Exercise instructions: Find every line in the material below with the string "under" and state how many there are, with no other text.

Material provided:
impl TreeFetcher {
    pub fn new(ledger: Arc<dyn LedgerQuery>, config: FetchConfig) -> Self {
        Self { ledger, config }
    }

    pub fn config(&self) -> &FetchConfig {
        &self.config
    }

    /// Fetch the tree under `root`, at most `max_depth` levels deep and
    /// `max_fanout` children per node.
    ///
    /// Only a failure to read the root itself is an error. Branch failures
    /// become `BranchError` annotations on the parent and set `partial`.
    pub async fn fetch_tree(
        &self,
        root: &NodeId,
        max_depth: u32,
        max_fanout: usize,
    ) -> Result<FetchedTree, FetchError> {
        let started_at = Instant::now();
        tracing::debug!(root = %root, max_depth, max_fanout, "Tree fetch started");

        let info = self
            .read(|| self.ledger.get_node_info(root))
            .await
            .map_err(|source| FetchError::RootUnavailable {
                root: root.clone(),
                source,
            })?;

        let mut arena = vec![Slot {
            id: root.clone(),
            depth: 0,
            parent: None,
            attributes: info.ingest(),
            children: Vec::new(),
            errors: Vec::new(),
        }];

        if !arena[0].attributes.registered {
            tracing::info!(root = %root, "Root is not registered, returning empty tree");
        }

        let mut frontier: Vec<usize> = vec![0];
        while !frontier.is_empty() {
            let expandable: Vec<usize> = frontier
                .into_iter()
                .filter(|&i| {
                    let slot = &arena[i];
                    slot.depth < max_depth && slot.attributes.registered && slot.attributes.direct_referrals > 0
                })
                .collect();
            if expandable.is_empty() || max_fanout == 0 {
                break;
            }

            // Phase 1: probe child slots
            let pending: Vec<_> = expandable
                .into_iter()
                .map(|parent| {
                    let slot = &arena[parent];
                    let path = ancestors(&arena, parent);
                    self.probe_children(parent, slot.id.clone(), slot.attributes.direct_referrals, path, max_fanout)
                })
                .collect();
            let probes: Vec<Probe> = stream::iter(pending)
                .buffered(self.config.concurrency)
                .collect()
                .await;

            let mut candidates: Vec<(usize, u32, NodeId)> = Vec::new();
            for probe in probes {
                arena[probe.parent].errors.extend(probe.errors);
                candidates.extend(probe.accepted.into_iter().map(|(index, id)| (probe.parent, index, id)));
            }

            // Phase 2: child attributes
            let pending: Vec<_> = candidates
                .into_iter()
                .map(|(parent, index, id)| self.resolve_child(parent, index, id))
                .collect();
            let resolved: Vec<_> = stream::iter(pending)
                .buffered(self.config.concurrency)
                .collect()
                .await;

            // Phase 3: attach
            let mut next = Vec::new();
            for (parent, index, id, result) in resolved {
                match result {
                    Ok(info) if !info.is_registered => {
                        tracing::trace!(parent = %arena[parent].id, child = %id, "Skipping unregistered child");
                    }
                    Ok(info) => {
                        let child = arena.len();
                        let depth = arena[parent].depth + 1;
                        arena.push(Slot {
                            id,
                            depth,
                            parent: Some(parent),
                            attributes: info.ingest(),
                            children: Vec::new(),
                            errors: Vec::new(),
                        });
                        arena[parent].children.push(child);
                        next.push(child);
                    }
                    Err(e) => {
                        tracing::warn!(
                            parent = %arena[parent].id,
                            child = %id,
                            index,
                            error = %e,
                            "Branch dropped: child attributes unavailable"
                        );
                        arena[parent]
                            .errors
                            .push(BranchError::new(e.branch_kind(), index, Some(id), e.to_string()));
                    }
                }
            }
            frontier = next;
        }

        let node_count = arena.len();
        let partial = arena.iter().any(|s| !s.errors.is_empty());
        let root_node = assemble(arena);

        tracing::info!(
            root = %root,
            node_count,
            partial,
            elapsed_ms = started_at.elapsed().as_millis() as u64,
            "Tree fetch complete"
        );

        Ok(FetchedTree {
            root: root_node,
            partial,
            node_count,
            started_at,
            fetched_at_utc: Utc::now(),
            max_depth,
            max_fanout,
        })
    }

    /// Probe the child slots of one parent until `max_fanout` children are
    /// accepted, the ledger reports an empty slot, or the slot budget is
    /// spent. Rejected slots (unreadable, cyclic, duplicate) use up budget,
    /// so a hostile `direct_referrals` count cannot drive unbounded reads.
    async fn probe_children(
        &self,
        parent: usize,
        parent_id: NodeId,
        slots: u32,
        path: HashSet<NodeId>,
        max_fanout: usize,
    ) -> Probe {
        let mut probe = Probe {
            parent,
            accepted: Vec::new(),
            errors: Vec::new(),
        };
        let budget = self.config.slot_budget(max_fanout, slots);
        let mut ended = false;

        for index in 0..budget {
            if probe.accepted.len() >= max_fanout {
                ended = true;
                break;
            }
            let child = match self.read(|| self.ledger.get_child_id(&parent_id, index)).await {
                Ok(Some(child)) if !child.is_zero_address() => child,
                Ok(_) => {
                    ended = true;
                    break;
                }
                Err(e) => {
                    tracing::warn!(parent = %parent_id, index, error = %e, "Child slot unreadable");
                    probe
                        .errors
                        .push(BranchError::new(e.branch_kind(), index, None, e.to_string()));
                    continue;
                }
            };

            if path.contains(&child) {
                tracing::warn!(parent = %parent_id, child = %child, index, "Cycle detected, branch truncated");
                probe.errors.push(BranchError::new(
                    BranchErrorKind::CycleDetected,
                    index,
                    Some(child.clone()),
                    format!("{child} is an ancestor of {parent_id}"),
                ));
                continue;
            }
            if probe.accepted.iter().any(|(_, id)| id == &child) {
                continue;
            }
            probe.accepted.push((index, child));
        }

        if !ended && budget < slots && probe.accepted.len() < max_fanout {
            tracing::warn!(
                parent = %parent_id,
                slots,
                probed = budget,
                accepted = probe.accepted.len(),
                "Slot budget spent on rejected children, remaining slots skipped"
            );
        }
        probe
    }

    async fn resolve_child(
        &self,
        parent: usize,
        index: u32,
        id: NodeId,
    ) -> (usize, u32, NodeId, Result<LedgerUserInfo, LedgerError>) {
        let result = self.read(|| self.ledger.get_node_info(&id)).await;
        (parent, index, id, result)
    }

    /// Walk sponsors upward from `id`, at most `max_levels` steps.
    ///
    /// Stops at the top of the hierarchy, on a repeated id, at an
    /// unregistered sponsor or on the first read failure; whatever was
    /// collected so far is returned.
    pub async fn fetch_upline(&self, id: &NodeId, max_levels: u32) -> Vec<UplineMember> {
        let mut chain = Vec::new();
        let mut seen: HashSet<NodeId> = HashSet::from([id.clone()]);
        let mut current = id.clone();

        for level in 1..=max_levels {
            let sponsor = match self.read(|| self.ledger.get_upline_id(&current)).await {
                Ok(Some(sponsor)) if !sponsor.is_zero_address() => sponsor,
                Ok(_) => break,
                Err(e) => {
                    tracing::warn!(member = %current, error = %e, "Upline walk stopped");
                    break;
                }
            };
            if !seen.insert(sponsor.clone()) {
                tracing::warn!(member = %current, sponsor = %sponsor, "Upline loops back, stopping");
                break;
            }
            let attributes = match self.read(|| self.ledger.get_node_info(&sponsor)).await {
                Ok(info) if info.is_registered => info.ingest(),
                Ok(_) => break,
                Err(e) => {
                    tracing::warn!(sponsor = %sponsor, error = %e, "Upline walk stopped");
                    break;
                }
            };
            chain.push(UplineMember {
                level,
                id: sponsor.clone(),
                attributes,
            });
            current = sponsor;
        }
        chain
    }

    /// One ledger read under the timeout and retry policy.
    ///
    /// Transient failures are retried with exponential backoff; a timeout
    /// fails the read immediately.
    async fn read<T, F, Fut>(&self, op: F) -> Result<T, LedgerError>
    where
        F: Fn() -> Fut,
        Fut: Future<Output = Result<T, LedgerError>>,
    {
        let timeout = self.config.read_timeout();
        let attempts = self.config.max_attempts.max(1);
        let mut attempt = 0;
        loop {
            let err = match tokio::time::timeout(timeout, op()).await {
                Ok(Ok(value)) => return Ok(value),
                Ok(Err(e)) => e,
                Err(_) => LedgerError::Timeout(timeout),
            };
            attempt += 1;
            if !err.is_retryable() || attempt >= attempts {
                return Err(err);
            }
            let delay: Duration = self.config.retry_delay(attempt - 1);
            tracing::debug!(attempt, delay_ms = delay.as_millis() as u64, error = %err, "Retrying ledger read");
            tokio::time::sleep(delay).await;
        }
    }
}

Answer below: 2